Патоморфологические изменения кота при листериозе

Водный фактор также играет значительную роль в возникновении эпизоотических болезней. Загрязнение поверхностных водоёмов, а вместе с этим контаминация патогенной микрофлорой рек, озёр, прудов может происходить различными способами. Сильные ливни, смывающие грязь, навоз с поверхности почвы, несут их в открытые водоёмы, способствуя контаминации патогенными микробами.

Помещения, где находились больные животные, окружающие их предметы /перегородки, щиты, кормушки, решетки, остатки кормов и т.п./ могут оказаться инфицированными. В этом случае они могут служить одним из факторов передачи заразных болезней животным и человеку.

Возможным фактором передачи инфекции могут служить трупы животных, погибших от заразных болезней.
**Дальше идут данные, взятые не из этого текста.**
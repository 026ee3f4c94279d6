use std::collections::HashSet;
use std::sync::Arc;

use anyhow::Result;
use chrono::{DateTime, Utc};
use log::{debug, info, warn};
use thiserror::Error;
use tokio::sync::{mpsc, Mutex};
use uuid::Uuid;

use crate::db::Database;
use crate::economy::{self, EconomyConfig, EconomyError};
use crate::events::{AppEvent, Notification, Route};
use crate::models::{
    Account, UploadedVideo, VerificationOutcome, VerificationRecord, WatchSession,
};
use crate::verify::{self, Analyzer, ScreenshotUpload, VerifyError};
use crate::watch::WatchState;
use crate::youtube;

#[derive(Debug, Error, PartialEq, Eq)]
pub enum InputError {
    #[error("missing video title")]
    MissingTitle,

    #[error("not a recognizable YouTube video URL")]
    InvalidUrl,

    #[error("no account is signed in")]
    NotSignedIn,

    #[error("account already exists")]
    AccountExists,

    #[error("no such account")]
    UnknownAccount,

    #[error("no eligible watch session to claim")]
    NothingToClaim,

    #[error("coins already earned for this video")]
    AlreadyClaimed,
}

struct ControllerState {
    account: Option<Account>,
    watch: WatchState,
    /// Most recent concluded, eligible, still-unclaimed session.
    pending_claim: Option<WatchSession>,
    claimed_sessions: HashSet<String>,
}

/// Single-user event boundary: consumes UI events, runs the economy rules,
/// persists through the ledger store and emits notification/navigation
/// effects. The in-memory account only advances after the matching store
/// write succeeds; on failure it stays at the last confirmed value.
///
/// Coin mutations are serialized by the state mutex. The UI is still
/// expected to disable a triggering control while its call is in flight.
#[derive(Clone)]
pub struct AppController {
    config: EconomyConfig,
    db: Database,
    analyzer: Arc<dyn Analyzer>,
    state: Arc<Mutex<ControllerState>>,
    events: mpsc::UnboundedSender<AppEvent>,
}
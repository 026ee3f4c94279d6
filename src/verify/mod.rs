pub mod analyzer;
pub mod fingerprint;

pub use analyzer::{
    Analyzer, FixedAnalyzer, ScreenshotUpload, SimulatedAnalyzer, VerifyError,
};
pub use fingerprint::file_fingerprint;

use crate::economy::{coins_for_detection, EconomyConfig};
use crate::models::VerificationOutcome;

/// Validates a screenshot and runs the analyzer over it, mapping the
/// detection to its coin value. Dedup against prior submissions is the
/// controller's job since it needs the store.
pub fn verify_screenshot(
    upload: &ScreenshotUpload,
    config: &EconomyConfig,
    analyzer: &dyn Analyzer,
) -> Result<VerificationOutcome, VerifyError> {
    analyzer::validate_screenshot(upload, config)?;
    let detection = analyzer.detect(upload);
    Ok(VerificationOutcome {
        liked: detection.liked,
        subscribed: detection.subscribed,
        coins_awarded: coins_for_detection(detection, config),
    })
}

#[cfg(test)]
mod tests {
    use super::*;
    use image::{ImageFormat, RgbaImage};
    use std::io::Cursor;

    fn png_bytes(width: u32, height: u32) -> Vec<u8> {
        let img = RgbaImage::new(width, height);
        let mut buffer = Cursor::new(Vec::new());
        img.write_to(&mut buffer, ImageFormat::Png).unwrap();
        buffer.into_inner()
    }

    #[test]
    fn small_screenshot_is_rejected() {
        let config = EconomyConfig::default();
        let upload = ScreenshotUpload::new("shot.png", png_bytes(400, 400));
        let err = analyzer::validate_screenshot(&upload, &config).unwrap_err();
        assert_eq!(
            err,
            VerifyError::TooSmall {
                width: 400,
                height: 400,
                min: 500
            }
        );
    }

    #[test]
    fn non_image_bytes_are_rejected() {
        let config = EconomyConfig::default();
        let upload = ScreenshotUpload::new("notes.txt", b"not an image".to_vec());
        assert_eq!(
            analyzer::validate_screenshot(&upload, &config).unwrap_err(),
            VerifyError::InvalidFormat
        );
    }

    #[test]
    fn oversized_file_is_rejected_before_decoding() {
        let mut config = EconomyConfig::default();
        config.max_screenshot_bytes = 16;
        let upload = ScreenshotUpload::new("shot.png", png_bytes(600, 600));
        assert_eq!(
            analyzer::validate_screenshot(&upload, &config).unwrap_err(),
            VerifyError::InvalidFormat
        );
    }

    #[test]
    fn like_and_subscribe_awards_fifteen() {
        let config = EconomyConfig::default();
        let upload = ScreenshotUpload::new("shot.png", png_bytes(800, 800));
        let analyzer = FixedAnalyzer {
            liked: true,
            subscribed: true,
        };

        let outcome = verify_screenshot(&upload, &config, &analyzer).unwrap();
        assert_eq!(outcome.coins_awarded, 15);
    }

    #[test]
    fn subscribe_without_like_awards_nothing() {
        let config = EconomyConfig::default();
        let upload = ScreenshotUpload::new("shot.png", png_bytes(800, 800));
        let analyzer = FixedAnalyzer {
            liked: false,
            subscribed: true,
        };

        let outcome = verify_screenshot(&upload, &config, &analyzer).unwrap();
        assert_eq!(outcome.coins_awarded, 0);
        assert!(outcome.subscribed);
    }

    #[test]
    fn simulated_analyzer_respects_degenerate_odds() {
        let mut config = EconomyConfig::default();
        config.like_probability = 1.0;
        config.subscribe_probability = 0.0;
        let analyzer = SimulatedAnalyzer::new(&config);
        let upload = ScreenshotUpload::new("shot.png", png_bytes(800, 800));

        for _ in 0..20 {
            let detection = analyzer.detect(&upload);
            assert!(detection.liked);
            assert!(!detection.subscribed);
        }
    }
}
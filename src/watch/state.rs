use chrono::{DateTime, Utc};
use serde::{Deserialize, Serialize};
use uuid::Uuid;

use crate::models::WatchSession;

#[derive(Debug, Clone, Copy, Serialize, Deserialize, PartialEq, Eq)]
#[serde(rename_all = "camelCase")]
pub enum WatchStatus {
    Idle,
    Watching,
    Concluded,
}

impl Default for WatchStatus {
    fn default() -> Self {
        WatchStatus::Idle
    }
}

/// Live tracker for the one video currently being watched. Time flows in
/// as parameters so eligibility is deterministic under test.
#[derive(Debug, Clone, Default, Serialize, Deserialize)]
#[serde(rename_all = "camelCase")]
pub struct WatchState {
    pub status: WatchStatus,
    pub video_id: Option<String>,
    pub started_at: Option<DateTime<Utc>>,
}

impl WatchState {
    pub fn new() -> Self {
        Self::default()
    }

    /// Starts tracking a video. Always a fresh session; any previous
    /// unconcluded one is abandoned and never persisted.
    pub fn begin(&mut self, video_id: impl Into<String>, start_at: DateTime<Utc>) {
        *self = Self {
            status: WatchStatus::Watching,
            video_id: Some(video_id.into()),
            started_at: Some(start_at),
        };
    }

    /// Concludes the live session when the app regains focus. Duration is
    /// measured open -> focus-regain; if the user never actually left the
    /// app this overcounts, a tolerated inaccuracy. Returns `None` when
    /// nothing was being watched.
    pub fn conclude(
        &mut self,
        now: DateTime<Utc>,
        eligibility_threshold_ms: u64,
    ) -> Option<WatchSession> {
        if self.status != WatchStatus::Watching {
            return None;
        }
        let video_id = self.video_id.take()?;
        let started_at = self.started_at.take()?;
        self.status = WatchStatus::Concluded;

        let watch_duration_ms = (now - started_at).num_milliseconds().max(0) as u64;
        Some(WatchSession {
            id: Uuid::new_v4().to_string(),
            video_id,
            started_at,
            ended_at: Some(now),
            watch_duration_ms,
            eligible: watch_duration_ms >= eligibility_threshold_ms,
        })
    }
}
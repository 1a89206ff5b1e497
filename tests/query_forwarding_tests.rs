//! Integration tests for the GraphQL query forwarder.
//!
//! A wiremock server stands in for the Admin GraphQL endpoint.

use serde_json::json;
use shopify_graphql_proxy::config::MapEnvironment;
use shopify_graphql_proxy::{GraphqlClient, GraphqlError, HttpError, ProxyConfig};
use wiremock::matchers::{body_json, header, method, path};
use wiremock::{Mock, MockServer, ResponseTemplate};

const GRAPHQL_PATH: &str = "/admin/api/2025-10/graphql.json";

fn client_for(server: &MockServer) -> GraphqlClient {
    let uri = server.uri();
    let env = MapEnvironment::from([
        ("SHOPIFY_SHOP_DOMAIN", "demo.myshop.test"),
        ("SHOPIFY_ACCESS_TOKEN", "shpat_test_token"),
        ("SHOPIFY_API_VERSION", "2025-10"),
        ("SHOPIFY_API_HOST", uri.as_str()),
    ]);
    GraphqlClient::new(&ProxyConfig::resolve(&env).unwrap()).unwrap()
}

#[tokio::test]
async fn test_query_is_posted_verbatim_with_token_header() {
    let server = MockServer::start().await;
    Mock::given(method("POST"))
        .and(path(GRAPHQL_PATH))
        .and(header("X-Shopify-Access-Token", "shpat_test_token"))
        .and(header("Content-Type", "application/json"))
        .and(body_json(json!({
            "query": "query($first: Int!) { products(first: $first) { nodes { title } } }",
            "variables": { "first": 2 }
        })))
        .respond_with(ResponseTemplate::new(200).set_body_json(json!({
            "data": { "products": { "nodes": [{ "title": "Hat" }, { "title": "Scarf" }] } },
            "extensions": { "cost": { "requestedQueryCost": 4 } }
        })))
        .expect(1)
        .mount(&server)
        .await;

    let data = client_for(&server)
        .execute(
            "query($first: Int!) { products(first: $first) { nodes { title } } }",
            Some(json!({ "first": 2 })),
            None,
        )
        .await
        .unwrap();

    assert_eq!(
        data,
        json!({ "products": { "nodes": [{ "title": "Hat" }, { "title": "Scarf" }] } })
    );
}

#[tokio::test]
async fn test_operation_name_is_forwarded() {
    let server = MockServer::start().await;
    Mock::given(method("POST"))
        .and(path(GRAPHQL_PATH))
        .and(body_json(json!({
            "query": "query A { shop { name } } query B { shop { id } }",
            "variables": null,
            "operationName": "B"
        })))
        .respond_with(
            ResponseTemplate::new(200)
                .set_body_json(json!({ "data": { "shop": { "id": "gid://shopify/Shop/1" } } })),
        )
        .expect(1)
        .mount(&server)
        .await;

    let data = client_for(&server)
        .execute("query A { shop { name } } query B { shop { id } }", None, Some("B"))
        .await
        .unwrap();

    assert_eq!(data["shop"]["id"], "gid://shopify/Shop/1");
}

#[tokio::test]
async fn test_errors_take_precedence_over_data() {
    let server = MockServer::start().await;
    Mock::given(method("POST"))
        .and(path(GRAPHQL_PATH))
        .respond_with(ResponseTemplate::new(200).set_body_json(json!({
            "data": { "shop": { "name": "Test Shop" } },
            "errors": [{ "message": "Throttled", "extensions": { "code": "THROTTLED" } }]
        })))
        .mount(&server)
        .await;

    let error = client_for(&server)
        .execute("query { shop { name } }", None, None)
        .await
        .unwrap_err();

    match error {
        GraphqlError::Execution { errors } => {
            let errors: serde_json::Value = serde_json::from_str(&errors).unwrap();
            assert_eq!(errors[0]["message"], "Throttled");
            assert_eq!(errors[0]["extensions"]["code"], "THROTTLED");
        }
        other => panic!("Expected Execution error, got {other:?}"),
    }
}

#[tokio::test]
async fn test_non_success_status_is_an_http_error() {
    let server = MockServer::start().await;
    Mock::given(method("POST"))
        .and(path(GRAPHQL_PATH))
        .respond_with(ResponseTemplate::new(502).set_body_string("Bad Gateway"))
        .expect(1)
        .mount(&server)
        .await;

    let error = client_for(&server)
        .execute("query { shop { name } }", None, None)
        .await
        .unwrap_err();

    match error {
        GraphqlError::Http(HttpError::Response(response)) => {
            assert_eq!(response.code, 502);
            assert_eq!(response.message, "Bad Gateway");
        }
        other => panic!("Expected HTTP response error, got {other:?}"),
    }
}

#[tokio::test]
async fn test_non_json_success_body_is_an_http_error() {
    let server = MockServer::start().await;
    Mock::given(method("POST"))
        .and(path(GRAPHQL_PATH))
        .respond_with(ResponseTemplate::new(200).set_body_string("<html>maintenance</html>"))
        .mount(&server)
        .await;

    let error = client_for(&server)
        .execute("query { shop { name } }", None, None)
        .await
        .unwrap_err();

    assert!(matches!(
        error,
        GraphqlError::Http(HttpError::InvalidBody { code: 200, .. })
    ));
}

#[tokio::test]
async fn test_response_without_data_is_returned_whole() {
    let server = MockServer::start().await;
    Mock::given(method("POST"))
        .and(path(GRAPHQL_PATH))
        .respond_with(
            ResponseTemplate::new(200).set_body_json(json!({ "extensions": { "cost": {} } })),
        )
        .mount(&server)
        .await;

    let data = client_for(&server)
        .execute("query { shop { name } }", None, None)
        .await
        .unwrap();

    assert_eq!(data, json!({ "extensions": { "cost": {} } }));
}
Если учесть, что при гибели больных сельскохозяйственных и диких животных возможны случаи вскрытия трупов, снятие шкур, растаскивание зверями, птицами, то становится очевидным, что трупы могут представлять опасность при всех инфекциях, возбудитель которых обладает устойчивостью во внешней среде.

Таким образом, инфицированные трупы животных, экскременты, почва, водные источники, помещения, продукты и сырье от животных и другие элементы внешней среды с давних пор известны как места сохранения вирулентных микробов и как эпизоотологические и эпидемиологические факторы, привлекающие внимание эпизоотологов и эпидемиологов.

1.2.3. Вопросы диагностики  болезни

Лабораторная диагностика листериоза основывается, преимущественно, на бактериологических и серологических методах исследования.

Бактериологическое исследование состоит в микроскопии окрашенных по Граму мазков-отпечатков из пораженных органов и головного мозга, выделении культуры возбудителя посевом суспензии из внутренних органов и головного мозга на питательные среды и заражении лабораторных животных, идентификации выделенной культуры и дифференциации её от других микробов, изучении вирулентности культуры путём заражения лабораторных животных.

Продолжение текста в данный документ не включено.